Image copyright © by Marcus Trahan



On this site I have a list of my 25 favorite films of all time (plus two more that I added later). It’s agonizing to make a list like this—I started out to pick my Top Ten—because there are always so many films that ought to be on the list, but there’s just not room! However, if I expanded this list to the Top 50, or maybe even the Top 30, Alien would be on it. There are only three movies in my lifetime that have either made me jump in my seat and cry aloud, or scared me so much that I was literally looking through my fingers, or both: this one, Psycho (I was 13, okay?) and Jaws. (I have a phobia of being underwater, and sharks scare the pee out of me.)

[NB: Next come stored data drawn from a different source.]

// src/tokenizer/truncation.rs

use serde::{Deserialize, Serialize};

use crate::tokenizer::{Encoding, Error, Result};

#[derive(Debug, Clone, Copy, PartialEq, Eq, Default, Serialize, Deserialize)]
pub enum TruncationDirection {
    Left,
    #[default]
    Right,
}

#[derive(Debug, Clone, Copy, PartialEq, Eq, Default, Serialize, Deserialize)]
pub enum TruncationStrategy {
    /// Remove tokens from the longest sequence until the total fits.
    #[default]
    LongestFirst,
    OnlyFirst,
    OnlySecond,
}

#[derive(Debug, Clone, PartialEq, Eq, Serialize, Deserialize)]
pub struct TruncationParams {
    #[serde(default)]
    pub direction: TruncationDirection,
    pub max_length: usize,
    pub strategy: TruncationStrategy,
    pub stride: usize,
}

impl Default for TruncationParams {
    fn default() -> Self {
        Self {
            max_length: 512,
            strategy: TruncationStrategy::default(),
            stride: 0,
            direction: TruncationDirection::default(),
        }
    }
}

/// Truncate a sequence (and its optional pair) so that together they fit in
/// `params.max_length` tokens.
pub fn truncate_encodings(
    mut encoding: Encoding,
    mut pair_encoding: Option<Encoding>,
    params: &TruncationParams,
) -> Result<(Encoding, Option<Encoding>)> {
    if params.max_length == 0 {
        encoding.truncate(0, params.stride, params.direction)?;
        if let Some(other) = pair_encoding.as_mut() {
            other.truncate(0, params.stride, params.direction)?;
        }
        return Ok((encoding, pair_encoding));
    }

    let total_length = encoding.len() + pair_encoding.as_ref().map_or(0, |e| e.len());
    if total_length <= params.max_length {
        return Ok((encoding, pair_encoding));
    }
    let to_remove = total_length - params.max_length;

    match params.strategy {
        TruncationStrategy::LongestFirst => match pair_encoding.as_mut() {
            Some(other) => {
                let (n1, n2) =
                    longest_first_lengths(encoding.len(), other.len(), params.max_length);
                encoding.truncate(n1, params.stride, params.direction)?;
                other.truncate(n2, params.stride, params.direction)?;
            }
            None => encoding.truncate(params.max_length, params.stride, params.direction)?,
        },
        TruncationStrategy::OnlyFirst | TruncationStrategy::OnlySecond => {
            let target = if params.strategy == TruncationStrategy::OnlyFirst {
                &mut encoding
            } else {
                pair_encoding.as_mut().ok_or_else(|| {
                    Error::Truncation("`only_second` truncation requires a pair sequence".into())
                })?
            };

            let target_len = target.len();
            if target_len <= to_remove {
                return Err(Error::Truncation(format!(
                    "the sequence to truncate has {target_len} tokens, {to_remove} would have to be removed"
                )));
            }
            target.truncate(target_len - to_remove, params.stride, params.direction)?;
        }
    }
    Ok((encoding, pair_encoding))
}

/// Lengths to keep for a pair under `LongestFirst`.
///
/// When the shorter sequence fits in half the budget it is kept whole and the
/// longer one gets the rest. Otherwise both get half, the first sequence taking
/// the smaller half when `max_length` is odd.
fn longest_first_lengths(len1: usize, len2: usize, max_length: usize) -> (usize, usize) {
    let shorter = len1.min(len2);
    if shorter * 2 <= max_length {
        if len1 <= len2 {
            (len1, max_length - len1)
        } else {
            (max_length - len2, len2)
        }
    } else {
        (max_length / 2, max_length - max_length / 2)
    }
}

#[cfg(test)]
mod tests {
    use super::*;
    use crate::tokenizer::Token;

    fn encoding(n: usize) -> Encoding {
        Encoding::from_tokens(
            (0..n)
                .map(|i| Token::new(i as u32, format!("t{i}"), (i, i + 1)))
                .collect(),
            0,
        )
    }

    fn params(max_length: usize, strategy: TruncationStrategy) -> TruncationParams {
        TruncationParams {
            max_length,
            strategy,
            ..Default::default()
        }
    }

    #[test]
    fn longest_first_keeps_the_short_sequence() {
        let (a, b) = truncate_encodings(
            encoding(2),
            Some(encoding(10)),
            &params(6, TruncationStrategy::LongestFirst),
        )
        .unwrap();
        assert_eq!(a.len(), 2);
        assert_eq!(b.unwrap().len(), 4);
    }

    #[test]
    fn longest_first_splits_evenly_when_both_are_long() {
        let (a, b) = truncate_encodings(
            encoding(8),
            Some(encoding(9)),
            &params(7, TruncationStrategy::LongestFirst),
        )
        .unwrap();
        assert_eq!(a.len(), 3);
        assert_eq!(b.unwrap().len(), 4);
    }

    #[test]
    fn single_sequence_is_cut_to_max_length() {
        let (a, b) = truncate_encodings(
            encoding(10),
            None,
            &params(4, TruncationStrategy::LongestFirst),
        )
        .unwrap();
        assert_eq!(a.len(), 4);
        assert!(b.is_none());
        assert_eq!(a.get_overflowing().len(), 2);
    }

    #[test]
    fn only_second_needs_a_pair() {
        let err = truncate_encodings(
            encoding(10),
            None,
            &params(4, TruncationStrategy::OnlySecond),
        )
        .unwrap_err();
        assert!(matches!(err, Error::Truncation(_)));
    }

    #[test]
    fn only_first_fails_when_too_short() {
        let err = truncate_encodings(
            encoding(2),
            Some(encoding(10)),
            &params(5, TruncationStrategy::OnlyFirst),
        )
        .unwrap_err();
        assert!(matches!(err, Error::Truncation(_)));

        let (a, b) = truncate_encodings(
            encoding(6),
            Some(encoding(2)),
            &params(5, TruncationStrategy::OnlyFirst),
        )
        .unwrap();
        assert_eq!((a.len(), b.unwrap().len()), (3, 2));
    }

    #[test]
    fn fitting_inputs_are_untouched() {
        let (a, _) = truncate_encodings(encoding(3), None, &params(3, TruncationStrategy::LongestFirst))
            .unwrap();
        assert_eq!(a, encoding(3));
    }
}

This is by far the best haunted house movie ever made, and the starship Nostromo is by far the spookiest haunted house. It’s all dark corners, dripping water, creaking chains swaying in the air, and a kajillion metallic places for a metallic bogeyman to hide. Ridley Scott adhered to the principle that what you don’t see is scarier than what you do see … sort of. I mean, we saw the eggs and the first stage clearly enough, but that was just act one. And we saw the second stage emerge from John Hurt‘s chest clearly enough, though just for a moment, in the most famous and most startling gory scene of all time. But the Big Mutha (designed by that crazy man, H.R. Giger), the final stage, is only glimpsed, seen in pieces—a mouth with extendable teeth, a long-fingered hand, spines along the back—until the very end when Ripley confronts it in the shuttle. And by then it wasn’t so scary. The scene was horribly tense, but when I saw it all it became something I could deal with. On the DVD there are some deleted scenes, all but one of them deserving to be on the cutting room floor, and the worst was one that showed the whole creature in a long shot, facing Harry Dean Stanton. I’m so glad Scott decided to shitcan that one. (To this day my mind is divided on whether he should have left in the famous scene of Tom Skerritt wrapped up in a cocoon, pleading with Ripley to kill him. Maybe so, maybe not.)

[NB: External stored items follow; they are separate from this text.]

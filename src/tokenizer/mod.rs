// src/tokenizer/mod.rs

pub mod added_vocabulary;
pub mod bpe;
pub mod cache;
pub mod decoders;
pub mod encoding;
pub mod first_last_iterator;
pub mod lattice;
pub mod models;
pub mod normalizer;
pub mod normalizers;
pub mod padding;
pub mod pair;
pub mod parallelism;
pub mod pattern;
pub mod pre_tokenizer;
pub mod pre_tokenizers;
pub mod processors;
pub mod result;
pub mod scripts;
mod serialization;
pub mod trie;
pub mod truncation;
pub mod unigram;
pub mod word;
pub mod wordlevel;
pub mod wordpiece;

use std::borrow::Cow;
use std::collections::HashMap;
use std::fs::File;
use std::io::{BufWriter, Write};
use std::path::Path;
use std::str::FromStr;

use tracing::debug;

pub use added_vocabulary::{AddedToken, AddedVocabulary};
pub use bpe::{BpeBuilder, BPE};
pub use decoders::DecoderWrapper;
pub use encoding::Encoding;
pub use first_last_iterator::{FirstLastIterator, WithFirstLastIterator};
pub use models::ModelWrapper;
pub use normalizer::{NormalizedString, Range, SplitDelimiterBehavior};
pub use normalizers::NormalizerWrapper;
pub use padding::{pad_encodings, PaddingDirection, PaddingParams, PaddingStrategy};
pub use pair::Pair;
pub use parallelism::*;
pub use pre_tokenizer::{ByteLevel, PreTokenizedString};
pub use pre_tokenizers::PreTokenizerWrapper;
pub use processors::PostProcessorWrapper;
pub use result::{Error, Result};
pub use truncation::{
    truncate_encodings, TruncationDirection, TruncationParams, TruncationStrategy,
};
pub use unigram::Unigram;
pub use word::Word;
pub use wordlevel::{WordLevel, WordLevelBuilder};
pub use wordpiece::{WordPiece, WordPieceBuilder};

/// Byte range `(start, end)`.
pub type Offsets = (usize, usize);

/// Rewrites a `NormalizedString` in place, keeping its alignments valid.
pub trait Normalizer {
    fn normalize(&self, normalized: &mut NormalizedString) -> Result<()>;
}

/// Cuts a `PreTokenizedString` into the pieces handed to the model.
pub trait PreTokenizer {
    fn pre_tokenize(&self, pretokenized: &mut PreTokenizedString) -> Result<()>;
}

/// A subword model. `tokenize` never fails on unknown input: what the
/// vocabulary does not cover becomes the unknown token, byte tokens, or is
/// dropped, depending on the model configuration.
pub trait Model {
    /// Tokens of one pretoken, offsets relative to the pretoken.
    fn tokenize(&self, sequence: &str) -> Result<Vec<Token>>;
    fn token_to_id(&self, token: &str) -> Option<u32>;
    fn id_to_token(&self, id: u32) -> Option<String>;
    fn get_vocab(&self) -> HashMap<String, u32>;
    fn get_vocab_size(&self) -> usize;
}

/// Assembles the final encoding: special tokens, type ids, sequence ranges.
pub trait PostProcessor {
    /// Number of special tokens added to a single sequence or to a pair.
    fn added_tokens(&self, is_pair: bool) -> usize;

    /// Process the encodings of each sequence, returning encodings that are
    /// then merged together.
    fn process_encodings(
        &self,
        encodings: Vec<Encoding>,
        add_special_tokens: bool,
    ) -> Result<Vec<Encoding>>;

    fn process(
        &self,
        encoding: Encoding,
        pair_encoding: Option<Encoding>,
        add_special_tokens: bool,
    ) -> Result<Encoding> {
        let encodings = prepare_sequences(encoding, pair_encoding);
        let encodings = self.process_encodings(encodings, add_special_tokens)?;
        Ok(Encoding::merge(encodings, false))
    }
}

/// Tag each encoding (and its overflowing parts) with its sequence index and
/// the matching type id.
pub(crate) fn prepare_sequences(
    encoding: Encoding,
    pair_encoding: Option<Encoding>,
) -> Vec<Encoding> {
    let mut encodings = match pair_encoding {
        Some(pair) => vec![encoding, pair],
        None => vec![encoding],
    };
    for (i, encoding) in encodings.iter_mut().enumerate() {
        encoding.set_sequence_id(i);
        encoding.set_type_ids(vec![i as u32; encoding.len()]);
        for overflowing in encoding.get_overflowing_mut() {
            overflowing.set_sequence_id(i);
            overflowing.set_type_ids(vec![i as u32; overflowing.len()]);
        }
    }
    encodings
}

/// Turns a list of tokens back into text.
pub trait Decoder {
    fn decode(&self, tokens: Vec<String>) -> Result<String> {
        let results = self.decode_chain(tokens)?;
        Ok(results.join(""))
    }

    /// Per-token decoding step, chained by `decoders::Sequence`.
    fn decode_chain(&self, tokens: Vec<String>) -> Result<Vec<String>>;
}

/// One token produced by a model.
#[derive(Debug, Clone, PartialEq, Eq, Hash)]
pub struct Token {
    pub id: u32,
    pub value: String,
    pub offsets: Offsets,
}

impl Token {
    pub fn new(id: u32, value: String, offsets: Offsets) -> Self {
        Token { id, value, offsets }
    }
}

/// A sequence to encode, alone or with its pair.
#[derive(Debug, Clone)]
pub enum EncodeInput<'s> {
    Single(Cow<'s, str>),
    Dual(Cow<'s, str>, Cow<'s, str>),
}

impl<'s> From<&'s str> for EncodeInput<'s> {
    fn from(input: &'s str) -> Self {
        Self::Single(Cow::Borrowed(input))
    }
}

impl<'s> From<&'s String> for EncodeInput<'s> {
    fn from(input: &'s String) -> Self {
        Self::Single(Cow::Borrowed(input.as_str()))
    }
}

impl From<String> for EncodeInput<'_> {
    fn from(input: String) -> Self {
        Self::Single(Cow::Owned(input))
    }
}

impl<'s> From<(&'s str, &'s str)> for EncodeInput<'s> {
    fn from((first, second): (&'s str, &'s str)) -> Self {
        Self::Dual(Cow::Borrowed(first), Cow::Borrowed(second))
    }
}

impl From<(String, String)> for EncodeInput<'_> {
    fn from((first, second): (String, String)) -> Self {
        Self::Dual(Cow::Owned(first), Cow::Owned(second))
    }
}

struct Config {
    normalizer: Option<NormalizerWrapper>,
    pre_tokenizer: Option<PreTokenizerWrapper>,
    model: Option<ModelWrapper>,
    post_processor: Option<PostProcessorWrapper>,
    decoder: Option<DecoderWrapper>,
    added_tokens: Vec<AddedToken>,
    truncation: Option<TruncationParams>,
    padding: Option<PaddingParams>,
}

/// Builds a `Tokenizer`, validating the whole configuration at once.
pub struct TokenizerBuilder {
    config: Config,
}

impl Default for TokenizerBuilder {
    fn default() -> Self {
        Self {
            config: Config {
                normalizer: None,
                pre_tokenizer: None,
                model: None,
                post_processor: None,
                decoder: None,
                added_tokens: vec![],
                truncation: None,
                padding: None,
            },
        }
    }
}
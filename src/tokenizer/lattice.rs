// src/tokenizer/lattice.rs

/// One candidate piece of the sentence.
#[derive(Debug, Clone)]
pub struct Node {
    /// Vocabulary index of the piece.
    pub id: usize,
    /// Byte position inside the sentence.
    pub pos: usize,
    /// Byte length.
    pub length: usize,
    pub score: f64,
    prev: Option<usize>,
    backtrace_score: f64,
}

/// Every vocabulary match of a sentence, indexed by where it starts and ends.
///
/// Nodes live in a flat arena; `begin_nodes[p]` and `end_nodes[p]` hold arena
/// indices of the nodes starting and ending at byte `p`.
#[derive(Debug)]
pub struct Lattice<'a> {
    sentence: &'a str,
    nodes: Vec<Node>,
    begin_nodes: Vec<Vec<usize>>,
    end_nodes: Vec<Vec<usize>>,
}

impl<'a> Lattice<'a> {
    pub fn from(sentence: &'a str, bos_id: usize, eos_id: usize) -> Self {
        let len = sentence.len();
        const RESERVED: usize = 16;
        let mut begin_nodes = vec![Vec::with_capacity(RESERVED); len + 1];
        let mut end_nodes = vec![Vec::with_capacity(RESERVED); len + 1];

        let bos = Node {
            id: bos_id,
            pos: 0,
            length: 0,
            score: 0.0,
            prev: None,
            backtrace_score: 0.0,
        };
        let eos = Node {
            id: eos_id,
            pos: len,
            length: 0,
            score: 0.0,
            prev: None,
            backtrace_score: 0.0,
        };
        begin_nodes[len].push(1);
        end_nodes[0].push(0);

        Self {
            sentence,
            nodes: vec![bos, eos],
            begin_nodes,
            end_nodes,
        }
    }

    pub fn sentence(&self) -> &str {
        self.sentence
    }

    pub fn len(&self) -> usize {
        self.sentence.len()
    }

    pub fn is_empty(&self) -> bool {
        self.sentence.is_empty()
    }

    pub fn insert(&mut self, pos: usize, length: usize, score: f64, id: usize) {
        let node_id = self.nodes.len();
        self.nodes.push(Node {
            id,
            pos,
            length,
            score,
            prev: None,
            backtrace_score: 0.0,
        });
        self.begin_nodes[pos].push(node_id);
        self.end_nodes[pos + length].push(node_id);
    }

    /// Best-scoring path from start to end, as nodes in sentence order.
    ///
    /// On equal scores the candidate inserted first wins. Returns an empty path
    /// when some position cannot be reached.
    pub fn viterbi(&mut self) -> Vec<Node> {
        let len = self.len();
        let mut pos = 0;
        while pos <= len {
            if self.begin_nodes[pos].is_empty() {
                return vec![];
            }
            for &rnode in &self.begin_nodes[pos] {
                let mut best: Option<(usize, f64)> = None;
                for &lnode in &self.end_nodes[pos] {
                    let score = self.nodes[lnode].backtrace_score + self.nodes[rnode].score;
                    if best.is_none_or(|(_, best_score)| score > best_score) {
                        best = Some((lnode, score));
                    }
                }
                match best {
                    Some((lnode, score)) => {
                        self.nodes[rnode].prev = Some(lnode);
                        self.nodes[rnode].backtrace_score = score;
                    }
                    None => return vec![],
                }
            }
            match self.sentence[pos..].chars().next() {
                Some(c) => pos += c.len_utf8(),
                None => break,
            }
        }

        let mut path = vec![];
        let mut node = self.nodes[self.begin_nodes[len][0]].prev;
        while let Some(n) = node {
            // bos has no predecessor
            if self.nodes[n].prev.is_none() {
                break;
            }
            path.push(n);
            node = self.nodes[n].prev;
        }
        path.reverse();
        path.into_iter().map(|n| self.nodes[n].clone()).collect()
    }

    pub fn piece(&self, node: &Node) -> &str {
        &self.sentence[node.pos..node.pos + node.length]
    }
}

This is the movie that made Sigourney Weaver a star, and it’s easy to see why. At 5′ 11” she dominates every scene she is in with quiet intensity, but it’s more than that. Her screen test was shown to a dozen women at the studio, and they unanimously chose her over much bigger names. She is just one of those people with a great screen presence. She made three more movies in the Alien universe, of gradually diminishing quality, but luckily for us she refused to get typecast as Ripley. She has developed into one of our best actresses, seldom in the lead role, but always delivering a powerful third billing, improving most movies she is in.

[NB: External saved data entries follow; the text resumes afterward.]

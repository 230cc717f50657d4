// src/tokenizer/models.rs

use std::collections::HashMap;

use serde::ser::SerializeMap;
use serde::{Deserialize, Serialize, Serializer};

use crate::tokenizer::bpe::BPE;
use crate::tokenizer::unigram::Unigram;
use crate::tokenizer::wordlevel::WordLevel;
use crate::tokenizer::wordpiece::WordPiece;
use crate::tokenizer::{Model, Result, Token};

/// A vocabulary that serializes its entries ordered by id, so saved files are
/// stable and readable.
#[derive(Debug, Clone, Default, PartialEq, Eq, Deserialize)]
#[serde(transparent)]
pub struct OrderedVocab(pub HashMap<String, u32>);

impl Serialize for OrderedVocab {
    fn serialize<S>(&self, serializer: S) -> std::result::Result<S::Ok, S::Error>
    where
        S: Serializer,
    {
        let mut entries = self.0.iter().collect::<Vec<_>>();
        entries.sort_unstable_by_key(|(token, id)| (**id, token.as_str()));
        let mut map = serializer.serialize_map(Some(entries.len()))?;
        for (token, id) in entries {
            map.serialize_entry(token, id)?;
        }
        map.end()
    }
}

/// Every model a `Tokenizer` can run, tagged by `"type"` when serialized.
#[derive(Debug, Clone, PartialEq, Serialize, Deserialize)]
#[serde(tag = "type")]
pub enum ModelWrapper {
    BPE(BPE),
    WordPiece(WordPiece),
    WordLevel(WordLevel),
    Unigram(Unigram),
}

impl ModelWrapper {
    /// Drop the cached merges or segmentations, if the model keeps any.
    pub fn clear_cache(&self) {
        match self {
            Self::BPE(bpe) => bpe.clear_cache(),
            Self::Unigram(unigram) => unigram.clear_cache(),
            Self::WordPiece(_) | Self::WordLevel(_) => {}
        }
    }
}

impl Model for ModelWrapper {
    fn tokenize(&self, sequence: &str) -> Result<Vec<Token>> {
        match self {
            Self::BPE(t) => t.tokenize(sequence),
            Self::WordPiece(t) => t.tokenize(sequence),
            Self::WordLevel(t) => t.tokenize(sequence),
            Self::Unigram(t) => t.tokenize(sequence),
        }
    }

    fn token_to_id(&self, token: &str) -> Option<u32> {
        match self {
            Self::BPE(t) => t.token_to_id(token),
            Self::WordPiece(t) => t.token_to_id(token),
            Self::WordLevel(t) => t.token_to_id(token),
            Self::Unigram(t) => t.token_to_id(token),
        }
    }

    fn id_to_token(&self, id: u32) -> Option<String> {
        match self {
            Self::BPE(t) => t.id_to_token(id),
            Self::WordPiece(t) => t.id_to_token(id),
            Self::WordLevel(t) => t.id_to_token(id),
            Self::Unigram(t) => t.id_to_token(id),
        }
    }

    fn get_vocab(&self) -> HashMap<String, u32> {
        match self {
            Self::BPE(t) => Model::get_vocab(t),
            Self::WordPiece(t) => t.get_vocab(),
            Self::WordLevel(t) => t.get_vocab(),
            Self::Unigram(t) => t.get_vocab(),
        }
    }

    fn get_vocab_size(&self) -> usize {
        match self {
            Self::BPE(t) => t.get_vocab_size(),
            Self::WordPiece(t) => t.get_vocab_size(),
            Self::WordLevel(t) => t.get_vocab_size(),
            Self::Unigram(t) => t.get_vocab_size(),
        }
    }
}

impl From<BPE> for ModelWrapper {
    fn from(model: BPE) -> Self {
        Self::BPE(model)
    }
}

impl From<WordPiece> for ModelWrapper {
    fn from(model: WordPiece) -> Self {
        Self::WordPiece(model)
    }
}

impl From<WordLevel> for ModelWrapper {
    fn from(model: WordLevel) -> Self {
        Self::WordLevel(model)
    }
}

impl From<Unigram> for ModelWrapper {
    fn from(model: Unigram) -> Self {
        Self::Unigram(model)
    }
}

It’s been 33 years now, and the special effects here still hold up very well, not looking primitive at all. It’s mostly ingenious model work and old-fashioned visual tricks done to great effect. You do not have to have sophisticated CGI to make this stuff work. The thing that strikes me most, though, is the totally primitive nature of the computer. “Mother,” the Big Brain on the ship, communicates telegraphically on green-screen monitors. She actually says “DOES NOT COMPUTE,” something no computer outside of a motion picture has ever said. But in 1979 no one but ultra-geeks had a computer, they were utterly mysterious to most of us. It made me reflect on the computers we see in movies like Avatar today: transparent touch screens floating in the air. And I realized that, though we may soon see things very like that, the one sure thing is that, 33 years from now, computers will look nothing like that. Like all SF, movies are doomed to eternally get things wrong, wrong, wrong when we go beyond, say, ten years in the future. Nothing to be done about it, anymore than you could put a cell phone in the hands of Jimmy Stewart in 1946.